Still, the model has no control over the learned latent representations. For example, an interpolation of latent representations of two digits is typically not a latent representation for a digit:

![Autoencoder interpolations](https://github.com/bayesgroup/deepbayes-2018/blob/master/day2_vae/ae_interpolations.png?raw=true)

On the other hand, a standard VAE model forces latent representation to fit a multivariate Gaussian distribution. As a result, an interpolation of two latent representations is likely to be a latent representation of a digit.

# Distributions for VAE

For the assignment, we will need two types of distributions to define the probabilistic model. For the representation $z$ we need a multivariate [normal distribution](https://pytorch.org/docs/stable/distributions.html#normal) with diagonal covariance matrix (to put another way, a vector of independent normal random variables). For observations $x$, we will need a vector of independent [Bernoulli](https://pytorch.org/docs/stable/distributions.html#bernoulli) random variables.
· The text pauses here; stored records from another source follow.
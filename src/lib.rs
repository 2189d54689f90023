//! # statsd-agent
//!
//! A UDP statsd-line-protocol ingest agent: parses datagrams into typed
//! samples, aggregates them in a concurrent in-memory registry with
//! counter/gauge/duration semantics and label families, and exposes the
//! result to a polling host through a read-only query surface.
//!
//! ## Quick start
//!
//! ```no_run
//! use statsd_agent::config::Config;
//! use statsd_agent::registry::Registry;
//! use statsd_agent::stats::Stats;
//! use statsd_agent::query::Query;
//! use std::sync::Arc;
//!
//! let config = Config::default();
//! let registry = Arc::new(Registry::new(config.duration_aggregation));
//! let stats = Arc::new(Stats::new());
//!
//! let pipeline = statsd_agent::pipeline::spawn(&config, registry.clone(), stats.clone())
//!     .expect("bind UDP listener");
//!
//! let query = Query::new(&registry, &stats, &config);
//! println!("generation: {}", query.snapshot_generation());
//! # let _ = pipeline;
//! ```

#![deny(clippy::unwrap_used)]
#![deny(clippy::expect_used)]
#![deny(clippy::panic)]
#![deny(clippy::todo)]
#![deny(clippy::unimplemented)]
#![warn(clippy::pedantic)]
#![warn(clippy::nursery)]
#![warn(missing_docs)]
#![warn(clippy::missing_errors_doc)]
#![warn(clippy::missing_panics_doc)]
#![allow(clippy::module_name_repetitions)]
#![cfg_attr(test, allow(clippy::unwrap_used))]
#![cfg_attr(test, allow(clippy::expect_used))]
#![cfg_attr(test, allow(clippy::panic))]

// https://docs.datadoghq.com/developers/dogstatsd/datagram_shell/?tab=metrics
pub mod config;
pub mod error;
pub mod pipeline;
pub mod query;
pub mod registry;
pub mod stats;
pub mod wire;

pub use config::Config;
pub use error::{AgentError, AgentResult};
pub use query::Query;
pub use registry::Registry;
pub use stats::Stats;
#![no_main]

use libfuzzer_sys::fuzz_target;
use statsd_agent::wire::{canonicalize_tags, is_valid_tag_component, MAX_CANONICAL_TAGS_BYTES};

// Builds a tag-pair list out of arbitrary bytes and exercises
// `canonicalize_tags`: it must never panic, must respect the byte cap, and
// must produce an order-independent, right-most-wins result.
fuzz_target!(|data: &[u8]| {
    let Ok(text) = std::str::from_utf8(data) else {
        return;
    };

    let mut pairs = Vec::new();
    for item in text.split(',') {
        let Some(eq) = item.find('=') else { continue };
        let (k, v) = (&item[..eq], &item[eq + 1..]);
        if is_valid_tag_component(k) && is_valid_tag_component(v) {
            pairs.push((k.to_string(), v.to_string()));
        }
    }
    if pairs.is_empty() {
        return;
    }

    match canonicalize_tags(&pairs) {
        Ok(None) => panic!("non-empty pairs must never canonicalize to None"),
        Ok(Some(canon)) => assert!(canon.len() <= MAX_CANONICAL_TAGS_BYTES),
        Err(()) => {}
    }

    let mut reversed = pairs.clone();
    reversed.reverse();
    let a = canonicalize_tags(&pairs);
    let b = canonicalize_tags(&reversed);
    assert_eq!(a.is_ok(), b.is_ok());
});
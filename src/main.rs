use std::sync::Arc;

use statsd_agent::config::Config;
use statsd_agent::error::AgentResult;
use statsd_agent::query::Query;
use statsd_agent::registry::Registry;
use statsd_agent::stats::Stats;
use tracing::info;

fn main() -> AgentResult<()> {
    init_logging();

    let config = Config::default();
    let registry = Arc::new(Registry::new(config.duration_aggregation));
    let stats = Arc::new(Stats::new());

    info!(port = config.port, "starting statsd agent");
    let pipeline = statsd_agent::pipeline::spawn(&config, registry.clone(), stats.clone())?;

    let query = Query::new(&registry, &stats, &config);
    info!(generation = query.snapshot_generation(), "pipeline running");

    pipeline.join()
}

/// Minimal `tracing` wiring; a host embedding this crate as a library
/// normally owns log configuration (spec §1) and would not call this.
fn init_logging() {
    use tracing::Level;
    use tracing::subscriber::set_global_default;
    use tracing_subscriber::FmtSubscriber;

    let subscriber = FmtSubscriber::builder().with_max_level(Level::INFO).finish();
    let _ = set_global_default(subscriber);
}
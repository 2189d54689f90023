//! Exercises the full three-stage pipeline (Listener, Parser, Aggregator)
//! over a real loopback UDP socket, wired up exactly as
//! `statsd_agent::pipeline::spawn` does internally but against an
//! OS-assigned port so tests never collide on a fixed one.

use std::net::UdpSocket;
use std::sync::atomic::AtomicBool;
use std::sync::Arc;
use std::thread;
use std::time::Duration;

use crossbeam::channel::bounded;

use statsd_agent::config::{Config, DurationAggregationKind};
use statsd_agent::pipeline::{aggregator_loop, listener, parser_task, SHUTDOWN_SENTINEL};
use statsd_agent::query::{FetchValue, Query};
use statsd_agent::registry::Registry;
use statsd_agent::stats::Stats;
use statsd_agent::wire::StateMachineParser;

struct Harness {
    addr: std::net::SocketAddr,
    registry: Arc<Registry>,
    stats: Arc<Stats>,
    config: Config,
    listener: thread::JoinHandle<()>,
    parser: thread::JoinHandle<()>,
    aggregator: thread::JoinHandle<()>,
}

impl Harness {
    fn spawn() -> Self {
        let socket = UdpSocket::bind("127.0.0.1:0").expect("bind");
        let addr = socket.local_addr().expect("local_addr");

        let (raw_tx, raw_rx) = bounded(64);
        let (parsed_tx, parsed_rx) = bounded(64);

        let registry = Arc::new(Registry::new(DurationAggregationKind::Exact));
        let stats = Arc::new(Stats::new());
        let config = Config::default();

        let listener = thread::spawn(move || {
            let _ = listener::run(&socket, &raw_tx, 1472);
        });
        let parser = thread::spawn(move || {
            parser_task::run(&raw_rx, &parsed_tx, &StateMachineParser::new());
        });
        let registry_for_loop = registry.clone();
        let stats_for_loop = stats.clone();
        let aggregator = thread::spawn(move || {
            let flag = Arc::new(AtomicBool::new(false));
            aggregator_loop::run(
                &parsed_rx,
                &registry_for_loop,
                &stats_for_loop,
                0,
                std::path::Path::new("/tmp/statsd-agent-test-dump"),
                &flag,
            );
        });

        Self {
            addr,
            registry,
            stats,
            config,
            listener,
            parser,
            aggregator,
        }
    }

    fn send(&self, line: &str) {
        let sock = UdpSocket::bind("127.0.0.1:0").expect("bind sender");
        sock.send_to(line.as_bytes(), self.addr).expect("send");
    }

    fn shutdown(self) {
        let sock = UdpSocket::bind("127.0.0.1:0").expect("bind sender");
        sock.send_to(SHUTDOWN_SENTINEL, self.addr).expect("send sentinel");
        self.listener.join().expect("listener thread panicked");
        self.parser.join().expect("parser thread panicked");
        self.aggregator.join().expect("aggregator thread panicked");
    }

    fn settle(&self) {
        // The pipeline has no explicit barrier; give the three stages a
        // moment to drain before asserting against shared state.
        thread::sleep(Duration::from_millis(50));
    }
}

#[test]
fn s1_counter_round_trips_through_the_whole_pipeline() {
    let h = Harness::spawn();
    h.send("example:1|c");
    h.settle();

    let q = Query::new(&h.registry, &h.stats, &h.config);
    assert_eq!(q.fetch("example", None), Some(FetchValue::Scalar(1.0)));

    h.shutdown();
}

#[test]
fn s3_tagged_only_metric_appears_once_label_inserts() {
    let h = Harness::spawn();
    h.send("foo,tagY=20,tagX=10:10|c");
    h.settle();

    let q = Query::new(&h.registry, &h.stats, &h.config);
    assert!(q.describe("foo").is_some());
    let instances = q.enumerate_instances("foo");
    assert_eq!(instances.len(), 1);
    assert_eq!(instances[0].label, r#"{"tagX":"10","tagY":"20"}"#);

    h.shutdown();
}

#[test]
fn s4_duration_stats_over_three_samples() {
    let h = Harness::spawn();
    for line in ["bar:100|ms", "bar:200|ms", "bar:300|ms"] {
        h.send(line);
    }
    h.settle();

    let q = Query::new(&h.registry, &h.stats, &h.config);
    assert_eq!(q.fetch("bar", Some("min")), Some(FetchValue::Scalar(100.0)));
    assert_eq!(q.fetch("bar", Some("max")), Some(FetchValue::Scalar(300.0)));
    assert_eq!(q.fetch("bar", Some("median")), Some(FetchValue::Scalar(200.0)));
    assert_eq!(q.fetch("bar", Some("mean")), Some(FetchValue::Scalar(200.0)));
    assert_eq!(q.fetch("bar", Some("count")), Some(FetchValue::Scalar(3.0)));

    h.shutdown();
}

#[test]
fn s5_kind_mismatch_is_dropped_and_first_value_sticks() {
    let h = Harness::spawn();
    h.send("q:1|c");
    h.settle();
    h.send("q:1|g");
    h.settle();

    let q = Query::new(&h.registry, &h.stats, &h.config);
    assert_eq!(q.fetch("q", None), Some(FetchValue::Scalar(1.0)));
    assert_eq!(q.fetch("pmda.dropped", None), Some(FetchValue::Scalar(1.0)));

    h.shutdown();
}

#[test]
fn s6_blocked_name_never_reaches_the_registry() {
    let h = Harness::spawn();
    h.send("pmda.received:1|c");
    h.settle();

    let q = Query::new(&h.registry, &h.stats, &h.config);
    assert!(q.describe("pmda.received").is_some()); // the self-metric, not a user metric
    assert_eq!(h.registry.enumerate().len(), 0);

    h.shutdown();
}

#[test]
fn s7_shutdown_sentinel_stops_all_three_stages() {
    let h = Harness::spawn();
    h.send("example:1|c");
    h.settle();
    // `shutdown` itself asserts every stage's JoinHandle completes.
    h.shutdown();
}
By default, both classes model a tensor of independent random **variables**. To represent a matrix of independent random variables as a batch of random **vectors** you may also use the [Independent](https://pytorch.org/docs/stable/distributions.html#independent) class.

### Bernoulli random vector

While the class can be initialized both with probabilities and logits, the best practice is to initialize the class with logits. Otherwise, computing logarithm of probability can be highly unstable. 

In the tasks, you will use this class to model $p(x | z)$ parametrized by the output of the decoder. To define the loss function you will need to compute $\log p(x | z)$ for input images using *log_prob()* method.

### Normal Distribution

In this task, you will use the class to define the approximate posterior distribution $q(x | z)$ and the latent variable distribution $p(z)$.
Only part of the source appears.